Log out after showing a confirmation dialog:

osascript -e 'tell app "System Events" to log out'

Go to sleep (pmset):

pmset sleepnow

Go to sleep (AppleScript):

osascript -e 'tell app "System Events" to sleep'

Put displays to sleep (10.9 and later):

pmset displaysleepnow

The four letter codes for the Apple events are listed in AERegistry.h.

All System Events commands above send Apple events to the loginwindow process. loginwindow is sent the same Apple events as above when you log out, restart, shut down, or put the the Mac to sleep normally. See Technical Q&A QA1134: Programmatically causing restart, shutdown and/or logout.
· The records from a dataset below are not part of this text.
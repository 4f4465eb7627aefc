#![no_main]
use libfuzzer_sys::fuzz_target;

fuzz_target!(|data: &[u8]| {
    let cfg = elfscope::AnalyzerConfig {
        strtab_policy: elfscope::config::StrtabPolicy::NameOnly,
        ..Default::default()
    };
    if let Ok(report) = elfscope::analyze_bytes(data, &cfg) {
        let _ = report.to_string();
        let _ = report.to_json_string();
    }
});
According to man shutdown, shutdown -h now and shutdown -r now send processes a TERM signal followed by a KILL signal.

According to the Daemons and Services Programming Guide, when you tell loginwindow to log out, processes that support sudden termination are sent a KILL signal, and processes that don't support sudden termination are terminated in different ways: Cocoa applications receive the applicationShouldTerminate: delegate method, foreground applications receive the kAEQuitApplication Apple event, background applications receive the kAEQuitApplication Apple event followed by a KILL signal, and daemons receive a TERM signal followed by a KILL signal after a few seconds.